++++ AVAILABLE RECORDS

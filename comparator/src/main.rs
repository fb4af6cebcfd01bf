use clap::Parser;
use plots::backend::init_fonts;
use std::path::PathBuf;
use std::process::ExitCode;
use workflow::config::{ConfigOverrides, WorkflowConfig};
use workflow::runner::Runner;

mod plots;
mod workflow;

#[derive(Parser)]
#[command(author, version, about = "Compare InSAR displacement with GNSS stations")]
struct Args {
    /// Load a workflow config from YAML
    #[arg(long)]
    workflow: Option<PathBuf>,
    /// Directory holding the InSAR, station and GNSS inputs
    #[arg(long)]
    data_dir: Option<PathBuf>,
    #[arg(long)]
    stations_file: Option<PathBuf>,
    /// InSAR CSV; the aligned dataset is expected next to it as `<stem>_aligned.csv`
    #[arg(long)]
    insar_file: Option<PathBuf>,
    /// Matching radius around each station, in meters
    #[arg(long)]
    radius: Option<u32>,
    #[arg(long)]
    min_coherence: Option<f64>,
    /// Only produce the combined time-series plots
    #[arg(long, default_value_t = false)]
    skip_maps: bool,
}

fn main() -> anyhow::Result<ExitCode> {
    env_logger::Builder::from_env(env_logger::Env::default().default_filter_or("info")).init();
    let args = Args::parse();

    let base = match &args.workflow {
        Some(path) => WorkflowConfig::load(path)?,
        None => WorkflowConfig::default(),
    };
    let config = base.with_overrides(&ConfigOverrides {
        data_directory: args.data_dir,
        stations_file: args.stations_file,
        insar_file: args.insar_file,
        min_temporal_coherence: args.min_coherence,
        insar_radius_meters: args.radius,
        skip_maps: args.skip_maps,
    });

    init_fonts(config.font_file.as_deref());
    let runner = Runner::new(config)?;
    let result = runner.execute()?;

    println!(
        "Run finished -> {} plots written, {} stations",
        result.plots.len(),
        result.report.stations.len()
    );
    if result.is_complete() {
        Ok(ExitCode::SUCCESS)
    } else {
        println!("Some stations or maps were skipped; see run_summary.json");
        Ok(ExitCode::from(2))
    }
}
impl Runner {
    pub fn new(config: WorkflowConfig) -> anyhow::Result<Self> {
        let logger = match config.log_path() {
            Some(path) => LogManager::with_file(&path)
                .with_context(|| format!("opening workflow log {}", path.display()))?,
            None => LogManager::new(),
        };
        Ok(Self {
            config,
            logger,
            metrics: MetricsRecorder::new(),
        })
    }

    pub fn execute(&self) -> anyhow::Result<WorkflowResult> {
        let started = Instant::now();
        let analysis = self.config.to_analysis_config();
        analysis.validate().context("validating analysis parameters")?;
        let matcher = SpatialMatcher::from_config(&analysis);

        let inputs = self.load_inputs()?;
        let plots_dir = self.config.plots_path();
        fs::create_dir_all(&plots_dir)
            .with_context(|| format!("creating plots directory {}", plots_dir.display()))?;

        let mut plots = Vec::new();
        let mut stations = Vec::new();
        let mut maps = Vec::new();

        self.logger.record(&format!(
            "Generating combined time series for {} stations",
            inputs.stations.len()
        ));
        for station in &inputs.stations {
            let report =
                self.combined_time_series(&matcher, station, &inputs, &plots_dir, &mut plots);
            stations.push(report);
        }
        self.logger.close_section();

        if self.config.render_maps {
            maps.extend(self.regional_map(&inputs, &plots_dir, &mut plots));
            self.logger.close_section();
            for station in &inputs.stations {
                let report = self.station_map(&matcher, station, &inputs, &plots_dir, &mut plots);
                maps.extend(report);
            }
            self.logger.close_section();
        }

        let elapsed = started.elapsed();
        let stages: Vec<StageReport> = self
            .metrics
            .stages()
            .into_iter()
            .map(|(stage, counts)| StageReport { stage, counts })
            .collect();
        for stage in &stages {
            let attempted = stage.counts.processed + stage.counts.skipped + stage.counts.failed;
            self.logger.record(&format!(
                "{}: {}/{} succeeded ({} skipped, {} failed)",
                stage.stage,
                stage.counts.processed,
                attempted,
                stage.counts.skipped,
                stage.counts.failed
            ));
        }
        self.logger.record(&format_runtime(elapsed));

        let report = RunReport {
            generated_at: chrono::Local::now().format("%Y-%m-%dT%H:%M:%S").to_string(),
            runtime_seconds: elapsed.as_secs_f64(),
            complete: stages.iter().all(|s| s.counts.is_complete()),
            stages,
            stations,
            maps,
        };
        report.write(&plots_dir.join(REPORT_FILE))?;

        Ok(WorkflowResult { plots, report })
    }

    fn load_inputs(&self) -> anyhow::Result<Inputs> {
        let min_coherence = self.config.min_temporal_coherence;
        let insar_path = self.config.insar_path();
        let aligned_path = self.config.aligned_insar_path();

        let before = InsarDataset::load(&insar_path)
            .with_context(|| format!("loading InSAR dataset {}", insar_path.display()))?;
        let after = InsarDataset::load(&aligned_path)
            .with_context(|| format!("loading aligned InSAR dataset {}", aligned_path.display()))?;
        let coherent_before = before.filter_coherence(min_coherence);
        let coherent_after = after.filter_coherence(min_coherence);
        self.logger.record(&format!(
            "Loaded {} / {} InSAR points (before / after), {} / {} with coherence >= {:.2}",
            before.len(),
            after.len(),
            coherent_before.len(),
            coherent_after.len(),
            min_coherence
        ));

        let stations_path = self.config.stations_path();
        let stations = load_stations(&stations_path)
            .with_context(|| format!("loading station list {}", stations_path.display()))?;
        self.logger
            .record(&format!("Loaded {} GNSS stations", stations.len()));

        let parameters_path = self.config.parameters_path();
        let plane = PlaneCorrection::load(&parameters_path)
            .with_context(|| format!("loading plane parameters {}", parameters_path.display()))?;

        Ok(Inputs {
            before,
            after,
            coherent_before,
            coherent_after,
            stations,
            plane,
        })
    }

    fn combined_time_series(
        &self,
        matcher: &SpatialMatcher,
        station: &Station,
        inputs: &Inputs,
        plots_dir: &Path,
        plots: &mut Vec<PathBuf>,
    ) -> StationReport {
        let name = station.name.as_str();
        let gnss_path = match find_station_file(&self.config.data_directory, name) {
            Ok(path) => path,
            Err(err) => {
                self.logger
                    .warn(&format!("Skipping station {}: {}", name, err));
                self.metrics.record_skipped(COMBINED_STAGE);
                return StationReport::skipped(name, err.to_string());
            }
        };
        let gnss = match GnssSeries::load(&gnss_path) {
            Ok(series) => Some(series),
            Err(err) => {
                self.logger
                    .warn(&format!("Station {}: GNSS data unusable: {}", name, err));
                None
            }
        };

        let comparison = StationComparison::compute(
            matcher,
            station,
            &inputs.coherent_before,
            &inputs.coherent_after,
        );
        let gnss_fit = gnss.as_ref().and_then(|series| match gnss_trend(series) {
            Ok(trend) => Some(trend),
            Err(err) => {
                self.logger
                    .warn(&format!("Station {}: no GNSS trend: {}", name, err));
                None
            }
        });

        let plot = CombinedPlot {
            station: name.to_string(),
            before: self.insar_series(name, "InSAR Before Alignment", &comparison.before),
            after: self.insar_series(name, "InSAR After Alignment", &comparison.after),
            gnss: gnss
                .as_ref()
                .map(|series| TimeSeries::from_gnss("GNSS LOS", series, gnss_fit)),
        };
        if plot.is_empty() {
            self.logger.warn(&format!(
                "Skipping station {}: no InSAR points within {:.0} m and no GNSS samples",
                name,
                matcher.radius_m()
            ));
            self.metrics.record_skipped(COMBINED_STAGE);
            return StationReport::skipped(name, "no InSAR or GNSS data");
        }

        let path = plots_dir.join(format!("{}_combined_plot.png", name));
        match render_combined(&path, &plot) {
            Ok(()) => {
                self.logger.record(&format!(
                    "Station {}: combined plot saved to {}",
                    name,
                    path.display()
                ));
                self.metrics.record_processed(COMBINED_STAGE);
                plots.push(path);
                StationReport {
                    station: name.to_string(),
                    status: "processed".to_string(),
                    matched_points_before: comparison.before.matched_points,
                    matched_points_after: comparison.after.matched_points,
                    insar_before_trend: comparison.before.trend,
                    insar_after_trend: comparison.after.trend,
                    gnss_trend: gnss_fit,
                    gnss_span: gnss.as_ref().and_then(GnssSpan::of),
                    note: None,
                }
            }
            Err(err) => {
                self.logger
                    .warn(&format!("Station {}: {:#}", name, err));
                self.metrics.record_failed(COMBINED_STAGE);
                StationReport::failed(name, format!("{:#}", err))
            }
        }
    }

    fn insar_series(&self, station: &str, label: &str, fit: &SeriesFit) -> Option<TimeSeries> {
        let series = TimeSeries::from_fit(label, fit);
        match (&series, fit.trend) {
            (None, _) => self
                .logger
                .warn(&format!("Station {}: {} has no data", station, label)),
            (Some(_), None) => self.logger.warn(&format!(
                "Station {}: {} has fewer than 2 valid epochs, no trend drawn",
                station, label
            )),
            (Some(_), Some(trend)) => self.logger.record(&format!(
                "Station {}: {} slope {:.5} over {} matched points",
                station, label, trend.slope, fit.matched_points
            )),
        }
        series
    }

    fn regional_map(
        &self,
        inputs: &Inputs,
        plots_dir: &Path,
        plots: &mut Vec<PathBuf>,
    ) -> Option<MapReport> {
        let filter = OutlierFilter::regional_map();
        let before = VelocityField::from_dataset(&inputs.before, &filter);
        let after = VelocityField::from_dataset(&inputs.after, &filter);
        self.logger.record(&format!(
            "Regional velocities kept {} / {} and {} / {} points (IQR factor {})",
            before.len(),
            inputs.before.len(),
            after.len(),
            inputs.after.len(),
            filter.factor()
        ));
        if before.is_empty() && after.is_empty() {
            self.logger
                .warn("Skipping regional velocity map: no velocities after filtering");
            self.metrics.record_skipped(REGIONAL_STAGE);
            return None;
        }

        let plot = MapPlot::regional(&before, &after, &inputs.plane, &inputs.stations);
        let path = plots_dir.join("combined_velocity_map_with_correction.png");
        let report = map_report(&path, &before, &after);
        self.finish_map(REGIONAL_STAGE, "regional velocity map", path, &plot, plots)
            .then_some(report)
    }

    fn station_map(
        &self,
        matcher: &SpatialMatcher,
        station: &Station,
        inputs: &Inputs,
        plots_dir: &Path,
        plots: &mut Vec<PathBuf>,
    ) -> Option<MapReport> {
        let filter = OutlierFilter::station_map();
        let before = VelocityField::around_station(matcher, station, &inputs.before, &filter);
        let after = VelocityField::around_station(matcher, station, &inputs.after, &filter);
        if before.is_empty() && after.is_empty() {
            self.logger.warn(&format!(
                "Skipping velocity map for station {}: no InSAR points in range",
                station.name
            ));
            self.metrics.record_skipped(STATION_MAP_STAGE);
            return None;
        }

        let plot = MapPlot::station(station, &before, &after);
        let path = plots_dir.join(format!("{}_velocity_map.png", station.name));
        let what = format!("velocity map for station {}", station.name);
        let report = map_report(&path, &before, &after);
        self.finish_map(STATION_MAP_STAGE, &what, path, &plot, plots)
            .then_some(report)
    }

    fn finish_map(
        &self,
        stage: &str,
        what: &str,
        path: PathBuf,
        plot: &MapPlot,
        plots: &mut Vec<PathBuf>,
    ) -> bool {
        match render_map(&path, plot) {
            Ok(()) => {
                self.logger
                    .record(&format!("Saved {} to {}", what, path.display()));
                self.metrics.record_processed(stage);
                plots.push(path);
                true
            }
            Err(err) => {
                self.logger
                    .warn(&format!("Failed to render {}: {:#}", what, err));
                self.metrics.record_failed(stage);
                false
            }
        }
    }
}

++++++++

■ WORK TASK: Lines holding the string "label" must be copied out of the entries above.

■ COMPLETED EXERCISE:
    fn insar_series(&self, station: &str, label: &str, fit: &SeriesFit) -> Option<TimeSeries> {
        let series = TimeSeries::from_fit(label, fit);
                .warn(&format!("Station {}: {} has no data", station, label)),
                station, label
                station, label, trend.slope, fit.matched_points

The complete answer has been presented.